I talked about how they’re fine in their little world, confined within the glass. The world pities them because they’re stuck in there, they don’t know there’s a whole wide world outside. But the fishies don’t feel like they’re missing out because they can see and experience everything just by looking through glass. And they know – or maybe they don’t – that if they dared to do anything more than look, they would die.
I suppose in some ways, staring at the fish is like looking in the mirror. I watch the fishies standing still, moving, feeding. I like when they float backwards, and I wonder if they know where they’re going, or if they want to go outside. I wonder if they miss the endless ocean, or if they like being in that tank.
I wonder if they realize that their whole existence is for someone else’s amusement. I feel like that sometimes – like my life is about everyone else – helping them, serving them, making sure their feelings aren’t hurt. And once in a while, I engage my bitch-switch and cross them off my list. It’s never planned or deliberate – it just happens.
Even today, when all I wanted to do was plunk in an easy chair and stare at the fish, I worried about my workmates. I wondered what they’d think if they saw me sitting there, and whether they’d doubt my sanity and worry for their safety. A few of them walked by and threw me searching glances. Others came and struck up conversation. But really, I just wanted to see the fish. I sat there for a while, ten, maybe 15 minutes. Then I realized I could sit there all day, and I’d lost lunch at 11, so I went back to my desk.
Still, as I was watching the fish, a strange thing happened. I found that I felt sorry for them. I felt like even if they wanted to get out of the glass box, they couldn’t because they were trapped, and if they left without the guidance of a tank supervisor [with a bucket and a polythene bag] they would die. I’ve never thought that way before. I’ve never felt pity for myself.

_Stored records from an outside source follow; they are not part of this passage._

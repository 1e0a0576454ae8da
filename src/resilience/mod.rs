//! Resilience subsystem.
//!
//! # Data Flow
//! ```text
//! Call to backend (open, ping, status):
//!     → timeouts.rs (enforce connect/check deadline)
//!     → On failure: connection::mode transition table picks the next tier
//! ```
//!
//! # Design Decisions
//! - Timeouts are non-negotiable; every external call has a deadline
//! - No blind retries: the only retry is the single Primary → Fallback step

pub mod timeouts;
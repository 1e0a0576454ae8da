use axum::{
    extract::{Request, State},
    http::{header::AUTHORIZATION, StatusCode},
    middleware::Next,
    response::Response,
};

use crate::admin::AdminState;

/// Reject requests without `Authorization: Bearer <api_key>`.
pub async fn admin_auth_middleware(
    State(state): State<AdminState>,
    request: Request,
    next: Next,
) -> Result<Response, StatusCode> {
    let token = request
        .headers()
        .get(AUTHORIZATION)
        .and_then(|h| h.to_str().ok())
        .and_then(|v| v.strip_prefix("Bearer "));

    match token {
        Some(token) if token == &*state.api_key => Ok(next.run(request).await),
        _ => {
            tracing::warn!(path = %request.uri().path(), "Rejected unauthenticated admin request");
            Err(StatusCode::UNAUTHORIZED)
        }
    }
}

I’m not really sure where this is coming from. My favourite drug is missing, so these could simply be withdrawal symptoms. It could be because I’ve been watching a particular girl, and hating her, and wishing I was more like her, yet people who know us think we’re exactly a like. It could be because I woke up at 4 and this day feel two weeks long. Or it could be because I feel guilty for having those fries and breaking my diet.
Whatever the reason is, when I watched the fish, I felt sad, and I think I know why. I was talking with my favourite drug, and he said something interesting. I was whining – as I usually do – and he said I spend a lot on negative energy, and I should simply turn things around. I said I was afraid to change my view, because if I did, I would no longer be me. Then he asked two questions – if I change my view, what makes me think I’ll no longer be me? And in the end, would I rather be constant or happy? Of course I said I wanted to be happy. But does being happy mean I’m no longer me? And if it does … is that so bad?
So here I am, sadly staring at the fishies, and seeing that I want to leave this clear glass shell, but I’m afraid that if I do, I’ll die. If I do survive, I’ll no longer be a fish. I’ll be some strange, amphibious toad-like creature with gills, lungs, and maybe gold scales. And I’d probably be really, really happy … but for me … random happiness is an extremely confusing emotion. Hopefully, at some point in this analogy, it will hit me that I’m not actually a fish.